• INSTRUCTIONS FOR THE TASK:
All lines of the entries with "from" in them must be listed.

*** Block opens ***

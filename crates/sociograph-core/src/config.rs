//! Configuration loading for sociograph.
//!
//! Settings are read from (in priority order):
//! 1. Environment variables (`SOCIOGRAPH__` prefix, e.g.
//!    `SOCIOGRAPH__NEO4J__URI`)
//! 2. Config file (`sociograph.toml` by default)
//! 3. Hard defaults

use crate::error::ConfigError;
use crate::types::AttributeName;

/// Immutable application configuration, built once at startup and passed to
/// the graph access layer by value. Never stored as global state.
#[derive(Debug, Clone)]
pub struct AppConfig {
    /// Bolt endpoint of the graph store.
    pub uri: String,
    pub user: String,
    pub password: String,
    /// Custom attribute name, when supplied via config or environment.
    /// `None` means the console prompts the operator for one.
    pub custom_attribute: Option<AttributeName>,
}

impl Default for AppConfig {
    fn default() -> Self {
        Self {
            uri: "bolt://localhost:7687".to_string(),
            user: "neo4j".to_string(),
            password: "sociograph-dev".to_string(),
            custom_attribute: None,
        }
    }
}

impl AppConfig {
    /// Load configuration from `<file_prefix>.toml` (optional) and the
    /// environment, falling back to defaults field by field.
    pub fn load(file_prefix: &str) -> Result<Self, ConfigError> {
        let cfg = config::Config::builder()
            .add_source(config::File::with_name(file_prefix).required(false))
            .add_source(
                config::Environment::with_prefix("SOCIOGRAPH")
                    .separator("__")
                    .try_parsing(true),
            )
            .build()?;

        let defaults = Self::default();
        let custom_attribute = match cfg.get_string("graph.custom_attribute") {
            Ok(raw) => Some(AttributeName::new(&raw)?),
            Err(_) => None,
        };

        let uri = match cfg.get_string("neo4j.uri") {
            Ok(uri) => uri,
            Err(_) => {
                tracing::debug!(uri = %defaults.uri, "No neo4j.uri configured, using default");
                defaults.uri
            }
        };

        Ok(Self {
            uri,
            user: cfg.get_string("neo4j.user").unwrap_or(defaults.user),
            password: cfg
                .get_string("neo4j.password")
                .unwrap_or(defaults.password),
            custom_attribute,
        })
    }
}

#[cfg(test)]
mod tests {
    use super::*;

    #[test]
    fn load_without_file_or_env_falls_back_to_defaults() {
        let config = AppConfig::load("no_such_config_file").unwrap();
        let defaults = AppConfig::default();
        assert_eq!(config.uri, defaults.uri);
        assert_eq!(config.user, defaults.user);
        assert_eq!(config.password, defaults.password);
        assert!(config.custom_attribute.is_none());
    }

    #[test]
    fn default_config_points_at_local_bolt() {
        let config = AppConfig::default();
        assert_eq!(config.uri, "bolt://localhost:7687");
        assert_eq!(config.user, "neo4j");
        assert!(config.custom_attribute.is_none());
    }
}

*** Block closes ***

• RESULT:
//! Settings are read from (in priority order):
    /// Load configuration from `<file_prefix>.toml` (optional) and the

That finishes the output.